Abstract

e16110 Background: Treatment of metastatic renal cell carcinoma (RCC) is evolving. With new agents, 2nd line (2L) therapies becoming frontline (1L) options, and growing research on outcomes, optimal treatment sequencing is increasingly complex. Methods: Real world data from Ipsos Global Oncology Monitor©: geographically representative physicians in US reported on 1,120 stage IV RCC anti-cancer drug-treated patients seen in consultation from 10/2017–9/2018, providing patient demographics, current and historic treatment data. Analysis of 1L to 2L treatment algorithm was conducted for current 2L patients. Patient profiles of 2 most frequent algorithms [TKI-TKI (n = 298) and TKI-CKI (n = 443)] were compared using inferential statistics. Results: Patients treated with 1L TKI and 2L CKI (TKI-CKI) vs. those treated with 1L TKI and 2L TKI (TKI-TKI) are older (mean: 65.8 vs 62.7; p < 0.05), have metastases in ≥ 2 sites (52% vs 36%; p < 0.01) and maintained 1L treatment for longer (mean: 10.0 vs 8.8 months; p < 0.05). 2L CKI patients were more likely to have achieved CR, VGPR or PR from 1L TKI (60% vs. 50%; p < 0.05) and less likely to have distant progression (19% vs. 26%; p < 0.05) or discontinued 1L TKI due to toxicities (9% vs. 16%; p < 0.01). 2L CKIs are more likely prescribed due to new clinical data (20% vs 12%; p < 0.05) and biomarker results (7% vs 2%; p < 0.05); 2L TKIs are prescribed more for convenience (10% vs 4%; p < 0.01). Physicians prescribed 2L CKIs more frequently with intent to extend life (53% vs 40%; p < 0.01) than palliative intent (47% vs 60%; p < 0.05). TKI-CKI patients were more involved in 2L treatment choice (17% vs 8%; p < 0.01) and physicians stated higher satisfaction with their current CKI (36% vs 26%; p < 0.01) relative to TKI-TKI patients.Conclusions: TKI-CKI patients are likely to have a more progressed disease, but also to have had a more positive outcome from 1L TKI, suggesting a therapeutic strategy driven by clinical attributes.

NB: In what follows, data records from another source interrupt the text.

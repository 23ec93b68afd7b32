use std::sync::Arc;

use anyhow::Result;
use async_trait::async_trait;
use tokio::sync::Mutex;
use types::{combined::Attestation, preset::Preset};

use crate::misc::{PoolError, DEFAULT_CAPACITY};

/// Staging for attestations awaiting block inclusion.
///
/// Implementations are expected to fully verify attestation signatures on ingestion;
/// the gateway only checks that the signature bytes decode.
#[async_trait]
pub trait AttestationPool<P: Preset>: Send + Sync {
    async fn save_aggregated_attestation(
        &self,
        attestation: Arc<Attestation<P>>,
    ) -> Result<(), PoolError>;

    async fn save_unaggregated_attestation(
        &self,
        attestation: Arc<Attestation<P>>,
    ) -> Result<(), PoolError>;

    /// A point-in-time snapshot. It need not be consistent with concurrent
    /// mutations, but individual entries never tear.
    async fn aggregated_attestations(&self) -> Vec<Arc<Attestation<P>>>;

    async fn unaggregated_attestations(&self) -> Result<Vec<Arc<Attestation<P>>>>;
}

/// In-memory staging with a capacity bound and no aggregation.
#[derive(Debug)]
pub struct MemoryAttestationPool<P: Preset> {
    aggregated: Mutex<Vec<Arc<Attestation<P>>>>,
    unaggregated: Mutex<Vec<Arc<Attestation<P>>>>,
    capacity: usize,
}

impl<P: Preset> MemoryAttestationPool<P> {
    #[must_use]
    pub fn with_capacity(capacity: usize) -> Self {
        Self {
            aggregated: Mutex::new(vec![]),
            unaggregated: Mutex::new(vec![]),
            capacity,
        }
    }
}

impl<P: Preset> Default for MemoryAttestationPool<P> {
    fn default() -> Self {
        Self::with_capacity(DEFAULT_CAPACITY)
    }
}

#[async_trait]
impl<P: Preset> AttestationPool<P> for MemoryAttestationPool<P> {
    async fn save_aggregated_attestation(
        &self,
        attestation: Arc<Attestation<P>>,
    ) -> Result<(), PoolError> {
        let mut aggregated = self.aggregated.lock().await;

        if aggregated.len() >= self.capacity {
            return Err(PoolError::Full);
        }

        aggregated.push(attestation);
        Ok(())
    }

    async fn save_unaggregated_attestation(
        &self,
        attestation: Arc<Attestation<P>>,
    ) -> Result<(), PoolError> {
        let mut unaggregated = self.unaggregated.lock().await;

        if unaggregated.len() >= self.capacity {
            return Err(PoolError::Full);
        }

        unaggregated.push(attestation);
        Ok(())
    }

    async fn aggregated_attestations(&self) -> Vec<Arc<Attestation<P>>> {
        self.aggregated.lock().await.clone()
    }

    async fn unaggregated_attestations(&self) -> Result<Vec<Arc<Attestation<P>>>> {
        Ok(self.unaggregated.lock().await.clone())
    }
}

New clinical data reinforce prescribing CKIs to extend life rather than for palliative purposes. When prescribing CKIs, patient involvement is higher (possibly due to mode of administration requiring more commitment) and physicians are more satisfied with results (despite these patients being older and with more metastases).